Roaring, the panther leapt effortlessly through the air and tore a huge chuck of webby material from its shoulder…only to become instantly stuck.

_Ohh…that was a stupid thing to do_, he thought.






Snarling and thrashing, Xenoseth squirmed against his enemy, but he was stuck fast, and the monster easily slashed its talons across his shoulder.  Blood spurted up, merely a scratch as far as the shifter was concerned (he had suffered much worse) but then the thing’s mandibles pierced him.  Hot, blazing poison poured into his veins, stinging needles of agony that made his heart wobble and vision blur. He had to pull himself off or this beast would bite him to death. 

Applause erupted from the crowd as the battle proceeded, with everyone injured by this point, and the helmeted abomination had yet to enter the fray.  As soon as it did though, a snaking tentacle ten feet long wrapped around a Brigader’s neck, pulled him off his feet, and squeezed hard.  His head swelled purple, eyes bugging from their sockets, and with a sickening crunch of bone and cartilage, his lifeless corpse was tossed aside. 

“HO!” bellowed Mallus, and a final axe strike cracked the web-thing’s spine.  The creature fell to its knees and then tumbled over, destroyed, but pulled the panther down with it. 

Their attention turned to the helmed horror, and Mallus wasted no time raining blows upon the monster’s flesh, but it uttered nary a whimper of pain either. Xenoseth managed to pull himself off the dead thing and warp back to normal form, but his keen ears detected the tell-tale clacking of gears, and he instantly spotted a distant gate opening.  Something hulking and cruel crawled under the tines, its shape only vaguely humanoid.  Arching a demonic head to the sky, it crowed once, twice, and then raced toward them.  

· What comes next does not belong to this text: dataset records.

//! Workflow session - the explicit state container
//!
//! Holds everything one user session owns: the schema draft, the step
//! sequencer, the result set, the loading flags and the pending
//! processing input. Nothing here performs I/O. Every remote operation is
//! split in two:
//!
//! 1. `begin_*` checks preconditions, runs the validation gate, acquires
//!    the loading flag and returns a [`Ticket`] carrying the wire request.
//! 2. `finish_*` takes the ticket back together with the service outcome,
//!    applies it unless the call was superseded in the meantime, and
//!    returns an [`OperationReport`].
//!
//! The loading flag is owned by the ticket, so it is cleared whenever the
//! ticket is dropped, whichever way the call ended.

use crate::effect::{Download, Effect, Notification, OperationReport};
use crate::error::WorkflowError;
use tabula_domain::{
    validate_export, validate_processing_request, validate_schema, ColumnPolicy,
    CompiledSchemaHandle, DraftError, LoadingFlags, LoadingGuard, LoadingSnapshot, OperationKind,
    PreconditionError, ProcessingRequest, ResultSet, SchemaDraft, SchemaDefinition,
    ValidationPolicy, WorkflowState, WorkflowStep,
};
use tabula_sdk::{
    CreateSchemaRequest, CreateSchemaResponse, ExportCsvRequest, ProcessDataRequest,
    ProcessDataResponse, SdkError,
};
use tracing::{debug, info, warn};
use uuid::Uuid;

/// Default chunk window in characters
pub const DEFAULT_CHUNK_SIZE: i64 = 1000;

/// Default overlap between consecutive chunks
pub const DEFAULT_CHUNK_OVERLAP: i64 = 100;

/// Tunables fixed for the lifetime of a session
#[derive(Debug, Clone, Copy, PartialEq, Eq)]
pub struct SessionOptions {
    /// Schema validation rules
    pub validation: ValidationPolicy,
    /// Column derivation for results
    pub columns: ColumnPolicy,
    /// Initial chunk size
    pub chunk_size: i64,
    /// Initial chunk overlap
    pub chunk_overlap: i64,
}

impl Default for SessionOptions {
    fn default() -> Self {
        Self {
            validation: ValidationPolicy::default(),
            columns: ColumnPolicy::default(),
            chunk_size: DEFAULT_CHUNK_SIZE,
            chunk_overlap: DEFAULT_CHUNK_OVERLAP,
        }
    }
}

/// An admitted operation: the wire request plus ownership of its loading flag
#[derive(Debug)]
pub struct Ticket<R> {
    request: R,
    guard: LoadingGuard,
}

impl<R> Ticket<R> {
    /// Request to send
    pub fn request(&self) -> &R {
        &self.request
    }

    /// Operation this ticket admits
    pub fn kind(&self) -> OperationKind {
        self.guard.kind()
    }

    /// Acquisition number of the loading flag
    pub fn epoch(&self) -> u64 {
        self.guard.epoch()
    }

    /// False once the call was cancelled or the session reset
    pub fn is_current(&self) -> bool {
        self.guard.is_current()
    }
}

/// State of one workflow session
#[derive(Debug)]
pub struct WorkflowSession {
    id: Uuid,
    options: SessionOptions,
    draft: SchemaDraft,
    state: WorkflowState,
    results: ResultSet,
    loading: LoadingFlags,
    text: String,
    chunk_size: i64,
    chunk_overlap: i64,
}

impl WorkflowSession {
    /// Fresh session with the seeded draft and default options
    pub fn new() -> Self {
        Self::with_options(SessionOptions::default())
    }

    /// Fresh session with explicit options
    pub fn with_options(options: SessionOptions) -> Self {
        Self {
            id: Uuid::now_v7(),
            options,
            draft: SchemaDraft::seeded(),
            state: WorkflowState::new(),
            results: ResultSet::with_policy(options.columns),
            loading: LoadingFlags::new(),
            text: String::new(),
            chunk_size: options.chunk_size,
            chunk_overlap: options.chunk_overlap,
        }
    }

    /// Session identifier, used in logs
    pub fn id(&self) -> Uuid {
        self.id
    }

    /// Options the session was created with
    pub fn options(&self) -> SessionOptions {
        self.options
    }

    /// Schema draft
    pub fn draft(&self) -> &SchemaDraft {
        &self.draft
    }

    /// Schema draft for editing; refuses every mutation once frozen
    pub fn draft_mut(&mut self) -> &mut SchemaDraft {
        &mut self.draft
    }

    /// Replace the whole draft, e.g. from a schema file
    pub fn load_draft(&mut self, definition: SchemaDefinition) -> Result<(), DraftError> {
        if self.draft.is_frozen() {
            return Err(DraftError::Frozen);
        }
        self.draft = SchemaDraft::from(definition);
        Ok(())
    }

    /// Step sequencer
    pub fn state(&self) -> &WorkflowState {
        &self.state
    }

    /// Current step
    pub fn step(&self) -> WorkflowStep {
        self.state.step()
    }

    /// Navigate to an available step
    pub fn select_step(&mut self, step: WorkflowStep) -> Result<(), PreconditionError> {
        self.state.select(step)
    }

    /// Extracted records
    pub fn results(&self) -> &ResultSet {
        &self.results
    }

    /// In-flight flags
    pub fn loading(&self) -> LoadingSnapshot {
        self.loading.snapshot()
    }

    /// Pending input text
    pub fn text(&self) -> &str {
        &self.text
    }

    /// Set the pending input text
    pub fn set_text(&mut self, text: impl Into<String>) {
        self.text = text.into();
    }

    /// Pending chunk size
    pub fn chunk_size(&self) -> i64 {
        self.chunk_size
    }

    /// Pending chunk overlap
    pub fn chunk_overlap(&self) -> i64 {
        self.chunk_overlap
    }

    /// Set the pending chunking parameters; checked when processing starts
    pub fn set_chunking(&mut self, chunk_size: i64, chunk_overlap: i64) {
        self.chunk_size = chunk_size;
        self.chunk_overlap = chunk_overlap;
    }

    /// Set text and chunking parameters at once
    pub fn set_processing_input(&mut self, request: ProcessingRequest) {
        self.text = request.text;
        self.chunk_size = request.chunk_size;
        self.chunk_overlap = request.chunk_overlap;
    }

    /// Processing request built from the pending input
    pub fn processing_request(&self) -> ProcessingRequest {
        ProcessingRequest::new(self.text.clone(), self.chunk_size, self.chunk_overlap)
    }

    fn ensure_idle(&self, kind: OperationKind) -> Result<(), PreconditionError> {
        if self.loading.is_loading(kind) {
            return Err(PreconditionError::AlreadyInFlight(kind));
        }
        Ok(())
    }

    fn admit<R>(&self, kind: OperationKind, request: R) -> Result<Ticket<R>, WorkflowError> {
        let guard = self
            .loading
            .acquire(kind)
            .ok_or(PreconditionError::AlreadyInFlight(kind))?;
        debug!(session_id = %self.id, %kind, epoch = guard.epoch(), "Operation admitted");
        Ok(Ticket { request, guard })
    }

    /// Admit a schema creation call
    pub fn begin_create_schema(&mut self) -> Result<Ticket<CreateSchemaRequest>, WorkflowError> {
        if self.state.compiled().is_some() || self.draft.is_frozen() {
            return Err(PreconditionError::SchemaAlreadyCreated.into());
        }
        self.ensure_idle(OperationKind::Schema)?;
        validate_schema(&self.draft, &self.options.validation)?;

        self.admit(
            OperationKind::Schema,
            CreateSchemaRequest::from_draft(&self.draft),
        )
    }

    /// Apply a schema creation outcome
    pub fn finish_create_schema(
        &mut self,
        ticket: Ticket<CreateSchemaRequest>,
        outcome: Result<CreateSchemaResponse, SdkError>,
    ) -> OperationReport {
        let kind = OperationKind::Schema;
        if !ticket.is_current() {
            debug!(session_id = %self.id, %kind, "Discarding superseded result");
            return OperationReport::discarded(kind);
        }

        match outcome {
            Ok(response) => {
                self.draft.freeze();
                self.state.commit_schema(CompiledSchemaHandle {
                    class_name: ticket.request.class_name.clone(),
                    model_code: response.model_code,
                    wrapper_code: response.wrapper_code,
                });
                info!(
                    session_id = %self.id,
                    class_name = %ticket.request.class_name,
                    fields = ticket.request.field_definitions.len(),
                    "Schema created"
                );
                OperationReport::success(kind)
                    .with(Effect::Notify(Notification::success(
                        "Schema created successfully",
                    )))
                    .with(Effect::Navigate(WorkflowStep::Processing))
            }
            Err(error) => self.failed(kind, error.into()),
        }
    }

    /// Admit a processing call using the pending input
    ///
    /// Without a compiled schema the session rolls back to schema
    /// authoring and the call is refused.
    pub fn begin_process(&mut self) -> Result<Ticket<ProcessDataRequest>, WorkflowError> {
        self.state.require_schema()?;
        self.ensure_idle(OperationKind::Process)?;

        let request = self.processing_request();
        validate_processing_request(&request)?;

        self.admit(OperationKind::Process, ProcessDataRequest::from(&request))
    }

    /// Apply a processing outcome
    ///
    /// Results are replaced wholesale on success; on failure the previous
    /// results are kept.
    pub fn finish_process(
        &mut self,
        ticket: Ticket<ProcessDataRequest>,
        outcome: Result<ProcessDataResponse, SdkError>,
    ) -> OperationReport {
        let kind = OperationKind::Process;
        if !ticket.is_current() {
            debug!(session_id = %self.id, %kind, "Discarding superseded result");
            return OperationReport::discarded(kind);
        }

        let response = match outcome {
            Ok(response) => response,
            Err(error) => return self.failed(kind, error.into()),
        };

        if let Err(error) = self.state.results_ready() {
            return self.failed(kind, error.into());
        }
        self.results.replace(response.results);

        info!(
            session_id = %self.id,
            records = self.results.len(),
            total_items = response.total_items,
            "Text processed"
        );

        let mut report = OperationReport::success(kind).with(Effect::Notify(
            Notification::success(format!(
                "Processed {} items successfully",
                response.total_items
            )),
        ));

        let heterogeneous = self.results.heterogeneous_rows();
        if !heterogeneous.is_empty() && self.results.policy() == ColumnPolicy::FirstRecord {
            warn!(
                session_id = %self.id,
                rows = heterogeneous.len(),
                "Records do not share the first record's keys"
            );
            report = report.with(Effect::Notify(Notification::info(format!(
                "{} record(s) have keys that differ from the first record; \
                 the extra keys are not shown",
                heterogeneous.len()
            ))));
        }

        report.with(Effect::Navigate(WorkflowStep::Results))
    }

    /// Admit an export of the current results
    pub fn begin_export(&mut self) -> Result<Ticket<ExportCsvRequest>, WorkflowError> {
        self.ensure_idle(OperationKind::Export)?;
        validate_export(&self.results)?;

        self.admit(
            OperationKind::Export,
            ExportCsvRequest {
                data: self.results.records().to_vec(),
            },
        )
    }

    /// Apply an export outcome; never changes the step
    pub fn finish_export(
        &mut self,
        ticket: Ticket<ExportCsvRequest>,
        outcome: Result<Vec<u8>, SdkError>,
    ) -> OperationReport {
        let kind = OperationKind::Export;
        if !ticket.is_current() {
            debug!(session_id = %self.id, %kind, "Discarding superseded result");
            return OperationReport::discarded(kind);
        }

        match outcome {
            Ok(bytes) => {
                info!(
                    session_id = %self.id,
                    records = ticket.request.data.len(),
                    bytes = bytes.len(),
                    "Results exported"
                );
                OperationReport::success(kind)
                    .with(Effect::Notify(Notification::success(
                        "CSV exported successfully",
                    )))
                    .with(Effect::Download(Download::csv(bytes)))
            }
            Err(error) => self.failed(kind, error.into()),
        }
    }

    /// Close a ticket whose call was cancelled before an outcome arrived
    pub fn abandon<R>(&mut self, ticket: Ticket<R>) -> OperationReport {
        let kind = ticket.kind();
        drop(ticket);
        self.withdraw(kind)
    }

    /// Report for an operation cancelled before `begin_*` admitted it
    pub fn withdraw(&mut self, kind: OperationKind) -> OperationReport {
        info!(session_id = %self.id, %kind, "Operation cancelled");
        OperationReport::discarded(kind)
            .with(Effect::Notify(Notification::info(format!("{} request cancelled", kind))))
    }

    /// Report for an operation refused by `begin_*`
    pub fn reject(&mut self, kind: OperationKind, error: WorkflowError) -> OperationReport {
        debug!(session_id = %self.id, %kind, %error, "Operation rejected");
        let rollback = matches!(
            error,
            WorkflowError::Precondition(PreconditionError::SchemaRequired)
        );
        let report = OperationReport::failure(kind, error);
        if rollback {
            report.with(Effect::Navigate(WorkflowStep::SchemaAuthoring))
        } else {
            report
        }
    }

    fn failed(&self, kind: OperationKind, error: WorkflowError) -> OperationReport {
        warn!(session_id = %self.id, %kind, %error, "Operation failed");
        OperationReport::failure(kind, error)
    }

    /// Supersede the in-flight call of `kind`; its result will be discarded
    pub fn cancel(&mut self, kind: OperationKind) -> bool {
        self.loading.release(kind)
    }

    /// Start over: seeded draft, first step, no results, nothing in flight
    ///
    /// Options are kept; a new session id is assigned.
    pub fn reset(&mut self) {
        self.loading.release_all();
        let previous = self.id;

        self.id = Uuid::now_v7();
        self.draft = SchemaDraft::seeded();
        self.state.reset();
        self.results = ResultSet::with_policy(self.options.columns);
        self.text.clear();
        self.chunk_size = self.options.chunk_size;
        self.chunk_overlap = self.options.chunk_overlap;

        info!(session_id = %self.id, %previous, "Session reset");
    }
}

impl Default for WorkflowSession {
    fn default() -> Self {
        Self::new()
    }
}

“Another!” the shifter warned them.  “Watch your backs!” 






The helmed horror proved to be a brutal combatant, though not much worse than the web monster, and at least it could not disarm them.  Xenoseth’s enchanted falchion carved a chuck of flesh from its abdomen and viscera squirted out in a wide berth, coating the barbarian’s black fur. The monster staggered under the blow, and Mallus Silvershield followed up with a mighty wallop to the back of its head, so powerful that the metal dome cracked.   Their goal was to lay it low before the third foe flanked them, but they were too slow, and the galloping, dog-like thing pounced upon the final Brigader.  Claws and fangs severely wounded the dwarf and he pulled back, trying to intersperse his shield between them.

Raging now, blood pumping in his ears like a river, Xenoseth slashed at the helmed horror’s abdomen in a ruthless series of cuts until it finally succumbed and toppled over, its meaty body thudding to the ground amid a new round of raucous cheers.  The spectators now threw black flowers, luminescent mushrooms and even small baubles, but the slaves had no time to notice.  The demonic thing in their midst was a flailing weapon of claws and teeth, and Xenoseth knew that he could not prevail if they released every foe in the arena.  The largest ones were still penned.


----------



## Nebulous (Sep 7, 2009)

*Nebulous's Thunderspire #1 (side trek 1)*

“Help me!” the last Brigader squealed.  He hid behind his shield, barely able to fend off another slavering barrage from the demon. Teeth and claws clattered across the metal surface but failed to penetrate. 

“Chin up, soldier!” Mallus yelled.  “Chin UP!”

But the demon caught the Brigader under the chin with a swipe of its claw, nearly tearing off half his face.  Gurgling on blood, the last dwarf--other than Mallus—collapsed in a bloody heap. 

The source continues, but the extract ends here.